▶ [EXERCISE GOAL]:
Taking the data below line by line, count those that include the word "enums" and report the number alone.
START STORED DATA
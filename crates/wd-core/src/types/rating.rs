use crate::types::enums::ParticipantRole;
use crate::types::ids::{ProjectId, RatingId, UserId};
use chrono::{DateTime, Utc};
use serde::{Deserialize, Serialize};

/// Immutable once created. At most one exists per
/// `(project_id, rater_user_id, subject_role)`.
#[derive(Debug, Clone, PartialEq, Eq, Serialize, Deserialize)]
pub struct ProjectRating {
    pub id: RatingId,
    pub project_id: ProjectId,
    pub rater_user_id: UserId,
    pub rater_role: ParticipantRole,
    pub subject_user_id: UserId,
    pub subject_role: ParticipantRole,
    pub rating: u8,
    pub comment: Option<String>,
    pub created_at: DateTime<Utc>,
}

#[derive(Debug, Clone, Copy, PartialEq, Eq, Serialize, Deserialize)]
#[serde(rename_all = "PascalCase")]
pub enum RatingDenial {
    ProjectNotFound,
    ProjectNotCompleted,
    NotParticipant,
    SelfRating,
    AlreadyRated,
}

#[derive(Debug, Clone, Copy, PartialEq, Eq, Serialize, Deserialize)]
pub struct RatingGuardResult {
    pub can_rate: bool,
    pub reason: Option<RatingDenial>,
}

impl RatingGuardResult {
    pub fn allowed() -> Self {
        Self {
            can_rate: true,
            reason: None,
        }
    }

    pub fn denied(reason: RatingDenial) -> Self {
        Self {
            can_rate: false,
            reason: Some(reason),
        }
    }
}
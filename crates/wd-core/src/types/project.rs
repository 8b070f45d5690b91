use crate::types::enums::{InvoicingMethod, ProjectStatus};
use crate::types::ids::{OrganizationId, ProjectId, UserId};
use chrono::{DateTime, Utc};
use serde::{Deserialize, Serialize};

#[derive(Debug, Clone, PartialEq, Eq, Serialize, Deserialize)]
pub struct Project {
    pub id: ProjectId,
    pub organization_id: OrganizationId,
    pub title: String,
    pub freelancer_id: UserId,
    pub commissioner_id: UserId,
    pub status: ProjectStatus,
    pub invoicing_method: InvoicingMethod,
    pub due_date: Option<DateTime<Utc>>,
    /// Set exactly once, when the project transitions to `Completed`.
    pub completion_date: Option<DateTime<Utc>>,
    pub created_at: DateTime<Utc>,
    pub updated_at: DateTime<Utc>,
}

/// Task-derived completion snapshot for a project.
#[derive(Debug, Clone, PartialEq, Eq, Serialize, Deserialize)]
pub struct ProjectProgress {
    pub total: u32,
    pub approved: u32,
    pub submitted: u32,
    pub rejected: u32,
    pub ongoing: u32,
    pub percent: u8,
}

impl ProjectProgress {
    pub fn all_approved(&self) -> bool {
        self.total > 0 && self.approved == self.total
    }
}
END STORED DATA
▶ [RESULT]:
2